(Task input Opens)

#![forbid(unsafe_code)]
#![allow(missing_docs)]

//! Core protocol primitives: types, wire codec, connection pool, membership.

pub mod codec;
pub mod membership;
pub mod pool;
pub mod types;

(Task input Closes)

**Work instructions:**
Every line above that holds the string "types" should be copied out.

**Solved exercise:**
//! Core protocol primitives: types, wire codec, connection pool, membership.
pub mod types;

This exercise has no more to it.